Cependant, comme le Conseil d’État (5) en a jugé concernant le mécanisme similaire de l’article L.600-5-1, il fait peu de doute qu’il s’agit, ici aussi, de règles de procédure concernant exclusivement les pouvoirs du juge administratif, et qui sont, en l’absence de dispositions expresses contraires, d’application immédiate aux instances en cours, et donc applicables aux PLU approuvés avant la loi Alur du 24 mars 2014.
De plus, cette possibilité de régularisation pourrait être mise en œuvre pour la première fois en appel, et cela même si le tribunal, en première instance, a prononcé l’annulation du PLU : la cour administrative d’appel peut en effet considérer que le vice ayant justifié l’annulation du PLU en première instance est régularisable et mettre en œuvre l’article L.600-9.
La consécration de l’annulation partielle
De longue date, lorsque seules des dispositions divisibles d’un PLU sont entachées d’illégalité (par exemple une zone particulière, ou un emplacement réservé), le juge administratif se limite à une annulation partielle du plan, en tant qu’il prévoit telle ou telle servitude d’urbanisme irrégulière, le surplus du PLU échappant à l’annulation (6).

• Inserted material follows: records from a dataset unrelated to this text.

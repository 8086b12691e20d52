use crate::reference::VerseReference;
use serde::Deserialize;
use std::str::FromStr;

/// One verse in one edition, as returned in the API's `data` field.
///
/// Every field is optional: the formatter shows placeholders for whatever
/// the upstream payload leaves out.
#[derive(Debug, Clone, Default, Deserialize)]
#[serde(rename_all = "camelCase")]
pub struct AyahData {
    /// Global verse number across the whole text (1-6236).
    #[serde(default)]
    pub number: Option<u32>,
    #[serde(default)]
    pub text: Option<String>,
    #[serde(default)]
    pub edition: Option<EditionInfo>,
    #[serde(default)]
    pub surah: Option<SurahInfo>,
    /// Verse index within its chapter.
    #[serde(default)]
    pub number_in_surah: Option<u32>,
    /// Juz (para), 1-30.
    #[serde(default)]
    pub juz: Option<u32>,
    #[serde(default)]
    pub manzil: Option<u32>,
    /// Page in the standard Madani mushaf.
    #[serde(default)]
    pub page: Option<u32>,
    #[serde(default)]
    pub ruku: Option<u32>,
    #[serde(default)]
    pub hizb_quarter: Option<u32>,
}

/// Chapter metadata embedded in each verse payload.
#[derive(Debug, Clone, Default, Deserialize)]
#[serde(rename_all = "camelCase")]
pub struct SurahInfo {
    #[serde(default)]
    pub number: Option<u32>,
    /// Name in Arabic script.
    #[serde(default)]
    pub name: Option<String>,
    /// Transliterated name (e.g., "Al-Faatiha").
    #[serde(default)]
    pub english_name: Option<String>,
    #[serde(default)]
    pub english_name_translation: Option<String>,
    #[serde(default)]
    pub number_of_ayahs: Option<u32>,
    #[serde(default)]
    pub revelation_type: Option<String>,
}

/// Edition metadata (original text or a translation).
#[derive(Debug, Clone, Default, Deserialize)]
#[serde(rename_all = "camelCase")]
pub struct EditionInfo {
    #[serde(default)]
    pub identifier: Option<String>,
    #[serde(default)]
    pub language: Option<String>,
    #[serde(default)]
    pub name: Option<String>,
    #[serde(default)]
    pub english_name: Option<String>,
    #[serde(default)]
    pub direction: Option<String>,
}

/// Everything fetched for one reference.
#[derive(Debug, Clone)]
pub struct VerseRecord {
    pub reference: VerseReference,
    pub arabic: AyahData,
    /// `None` when no translation was requested or the translation fetch failed.
    pub translation: Option<AyahData>,
}

impl VerseRecord {
    pub fn new(reference: VerseReference, arabic: AyahData) -> Self {
        Self {
            reference,
            arabic,
            translation: None,
        }
    }

    pub fn with_translation(mut self, translation: AyahData) -> Self {
        self.translation = Some(translation);
        self
    }
}

/// Which sections of a verse to render.
#[derive(Debug, Clone, Copy, Default, PartialEq, Eq)]
pub enum OutputMode {
    Arabic,
    Translation,
    #[default]
    Both,
}

impl OutputMode {
    pub const NAMES: [&'static str; 3] = ["arabic", "translation", "both"];

    pub fn includes_arabic(self) -> bool {
        matches!(self, Self::Arabic | Self::Both)
    }

    pub fn includes_translation(self) -> bool {
        matches!(self, Self::Translation | Self::Both)
    }
}

impl FromStr for OutputMode {
    type Err = String;

    fn from_str(s: &str) -> Result<Self, Self::Err> {
        match s.trim().to_ascii_lowercase().as_str() {
            "arabic" => Ok(Self::Arabic),
            "translation" => Ok(Self::Translation),
            "both" => Ok(Self::Both),
            other => Err(format!(
                "unknown output format '{other}' (expected one of: {})",
                Self::NAMES.join(", ")
            )),
        }
    }
}

#[cfg(test)]
mod tests {
    use super::*;

    #[test]
    fn test_deserialize_api_payload() {
        let json = r#"{
            "number": 262,
            "text": "ٱللَّهُ لَآ إِلَٰهَ إِلَّا هُوَ",
            "edition": {"identifier": "quran-uthmani", "language": "ar", "name": "القرآن الكريم برسم العثماني", "englishName": "Uthmani", "format": "text", "type": "quran", "direction": "rtl"},
            "surah": {"number": 2, "name": "سُورَةُ البَقَرَةِ", "englishName": "Al-Baqara", "englishNameTranslation": "The Cow", "numberOfAyahs": 286, "revelationType": "Medinan"},
            "numberInSurah": 255,
            "juz": 3,
            "manzil": 1,
            "page": 42,
            "ruku": 35,
            "hizbQuarter": 17,
            "sajda": false
        }"#;
        let ayah: AyahData = serde_json::from_str(json).unwrap();
        assert_eq!(ayah.number_in_surah, Some(255));
        assert_eq!(ayah.juz, Some(3));
        assert_eq!(ayah.page, Some(42));
        let surah = ayah.surah.unwrap();
        assert_eq!(surah.english_name.as_deref(), Some("Al-Baqara"));
        assert_eq!(surah.number_of_ayahs, Some(286));
        assert_eq!(ayah.edition.unwrap().english_name.as_deref(), Some("Uthmani"));
    }

    #[test]
    fn test_deserialize_sparse_payload() {
        let ayah: AyahData = serde_json::from_str(r#"{"text": "In the name of Allah"}"#).unwrap();
        assert_eq!(ayah.text.as_deref(), Some("In the name of Allah"));
        assert!(ayah.surah.is_none());
        assert!(ayah.juz.is_none());
    }

    #[test]
    fn test_output_mode_parse() {
        assert_eq!("arabic".parse::<OutputMode>(), Ok(OutputMode::Arabic));
        assert_eq!(" Both ".parse::<OutputMode>(), Ok(OutputMode::Both));
        assert!("latin".parse::<OutputMode>().is_err());
        assert_eq!(OutputMode::default(), OutputMode::Both);
    }

    #[test]
    fn test_output_mode_sections() {
        assert!(OutputMode::Arabic.includes_arabic());
        assert!(!OutputMode::Arabic.includes_translation());
        assert!(!OutputMode::Translation.includes_arabic());
        assert!(OutputMode::Both.includes_arabic() && OutputMode::Both.includes_translation());
    }

    #[test]
    fn test_record_translation_is_optional() {
        let reference = VerseReference::new(1, 1).unwrap();
        let record = VerseRecord::new(reference, AyahData::default());
        assert!(record.translation.is_none());
        let record = record.with_translation(AyahData::default());
        assert!(record.translation.is_some());
    }
}
use crate::error::UpstreamError;
use ayah_model::{AyahData, TranslationCatalog, VerseRecord, VerseReference};
use serde::Deserialize;
use std::time::Duration;

pub const DEFAULT_BASE_URL: &str = "https://api.alquran.cloud/v1";
pub const DEFAULT_TIMEOUT: Duration = Duration::from_secs(10);

/// Connection settings for [`VerseClient`].
#[derive(Debug, Clone)]
pub struct ClientConfig {
    /// API root without a trailing slash (e.g., "https://api.alquran.cloud/v1").
    pub base_url: String,
    /// Applied to each request separately.
    pub timeout: Duration,
}

impl Default for ClientConfig {
    fn default() -> Self {
        Self {
            base_url: DEFAULT_BASE_URL.to_string(),
            timeout: DEFAULT_TIMEOUT,
        }
    }
}

/// A fetched verse plus any non-fatal problems met along the way.
#[derive(Debug, Clone)]
pub struct FetchOutcome {
    pub record: VerseRecord,
    pub warnings: Vec<String>,
}

/// The JSON wrapper around every API response.
#[derive(Debug, Deserialize)]
struct Envelope {
    code: u16,
    #[serde(default)]
    status: Option<String>,
    #[serde(default)]
    data: serde_json::Value,
}

/// Fetches verses from the AlQuran.cloud REST API.
pub struct VerseClient {
    http: reqwest::Client,
    base_url: String,
}

impl VerseClient {
    pub fn new(config: ClientConfig) -> Result<Self, UpstreamError> {
        let http = reqwest::Client::builder()
            .user_agent(concat!("ayah/", env!("CARGO_PKG_VERSION"), " (verse fetcher)"))
            .timeout(config.timeout)
            .build()
            .map_err(UpstreamError::from_transport)?;

        Ok(Self {
            http,
            base_url: config.base_url.trim_end_matches('/').to_string(),
        })
    }

    /// Fetch the Arabic text of `reference` and, if `translation` is given,
    /// that translation too.
    ///
    /// `translation` is a catalog key or, failing that, a raw upstream
    /// edition identifier. A failed translation fetch leaves
    /// `record.translation` empty and adds a warning for the caller to show;
    /// only the Arabic fetch can fail the call.
    pub async fn fetch_verse(
        &self,
        reference: VerseReference,
        translation: Option<&str>,
    ) -> Result<FetchOutcome, UpstreamError> {
        tracing::info!(reference = %reference, "Fetching Arabic text");
        let arabic = self.fetch_edition(reference, None).await?;
        let mut record = VerseRecord::new(reference, arabic);
        let mut warnings = Vec::new();

        if let Some(key) = translation {
            let edition = TranslationCatalog::resolve(key);
            tracing::info!(reference = %reference, key, edition, "Fetching translation");

            match self.fetch_edition(reference, Some(edition)).await {
                Ok(data) => record = record.with_translation(data),
                Err(UpstreamError::Api { .. }) => {
                    warnings.push(format!(
                        "Could not fetch translation '{key}'. Using Arabic only."
                    ));
                }
                Err(e) => {
                    warnings.push(format!("Translation request failed: {e}"));
                }
            }
        }

        for w in &warnings {
            tracing::debug!(reference = %reference, "{w}");
        }

        Ok(FetchOutcome { record, warnings })
    }

    /// Fetch a single edition of a verse. `None` means the default Arabic text.
    pub async fn fetch_edition(
        &self,
        reference: VerseReference,
        edition: Option<&str>,
    ) -> Result<AyahData, UpstreamError> {
        let url = match edition {
            Some(edition) => format!("{}/ayah/{reference}/{edition}", self.base_url),
            None => format!("{}/ayah/{reference}", self.base_url),
        };

        tracing::debug!(url = %url, "GET");
        let response = self
            .http
            .get(&url)
            .send()
            .await
            .map_err(UpstreamError::from_transport)?;

        let status = response.status();
        if !status.is_success() {
            return Err(UpstreamError::from_status(status, &url));
        }

        let body = response.text().await.map_err(UpstreamError::from_transport)?;
        tracing::debug!(bytes = body.len(), "Received response");
        decode_envelope(&body)
    }
}

/// Unwrap the `{code, status, data}` envelope into verse data.
fn decode_envelope(body: &str) -> Result<AyahData, UpstreamError> {
    let envelope: Envelope =
        serde_json::from_str(body).map_err(|e| UpstreamError::Malformed(e.to_string()))?;

    if envelope.code != 200 {
        return Err(UpstreamError::Api {
            code: envelope.code,
            status: envelope.status.unwrap_or_else(|| "Unknown error".to_string()),
        });
    }

    serde_json::from_value(envelope.data).map_err(|e| UpstreamError::Malformed(e.to_string()))
}
/// A translation edition known by a short key.
#[derive(Debug, Clone, Copy, PartialEq, Eq)]
pub struct Translation {
    /// Short key accepted on the command line (e.g., "sahih").
    pub key: &'static str,
    /// Upstream edition identifier (e.g., "en.sahih").
    pub edition: &'static str,
    /// Human-readable translator name.
    pub display_name: &'static str,
}

static TRANSLATIONS: [Translation; 8] = [
    Translation { key: "sahih", edition: "en.sahih", display_name: "Sahih International" },
    Translation { key: "pickthall", edition: "en.pickthall", display_name: "Pickthall" },
    Translation { key: "yusufali", edition: "en.yusufali", display_name: "Yusuf Ali" },
    Translation { key: "asad", edition: "en.asad", display_name: "Muhammad Asad" },
    Translation { key: "hilali", edition: "en.hilali", display_name: "Hilali & Khan" },
    Translation { key: "shakir", edition: "en.shakir", display_name: "Shakir" },
    Translation { key: "wahiduddin", edition: "en.wahiduddin", display_name: "Wahiduddin Khan" },
    Translation { key: "clearquran", edition: "en.clearquran", display_name: "Clear Quran" },
];

/// The fixed set of translations offered by name.
pub struct TranslationCatalog;

impl TranslationCatalog {
    /// Key used when the user does not pick a translation.
    pub const DEFAULT_KEY: &'static str = "sahih";

    pub fn all() -> &'static [Translation] {
        &TRANSLATIONS
    }

    /// Catalog keys in display order.
    pub fn keys() -> Vec<&'static str> {
        TRANSLATIONS.iter().map(|t| t.key).collect()
    }

    pub fn get(key: &str) -> Option<&'static Translation> {
        TRANSLATIONS.iter().find(|t| t.key == key)
    }

    /// Map a key to its upstream edition identifier.
    ///
    /// Keys outside the catalog are returned unchanged so callers can ask
    /// for any edition the upstream API serves.
    pub fn resolve(key: &str) -> &str {
        match Self::get(key) {
            Some(t) => t.edition,
            None => key,
        }
    }
}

Le nouvel article L.600-9 du Code de l’urbanisme prolonge ce principe d’annulation partielle, par une forme de « divisibilité » des documents composant le PLU. Si un plan de secteur (couvrant l’intégralité du territoire d’une ou plusieurs communes membres de l’EPCI compétent en matière de PLU), ou le programme d’orientations et d’actions du PLU, ou bien encore les dispositions relatives à l’habitat ou aux transports et déplacements des orientations d’aménagement et de programmation, est entaché d’illégalité, seul le document illégal sera annulé, sans préjudice pour le reste des documents du PLU.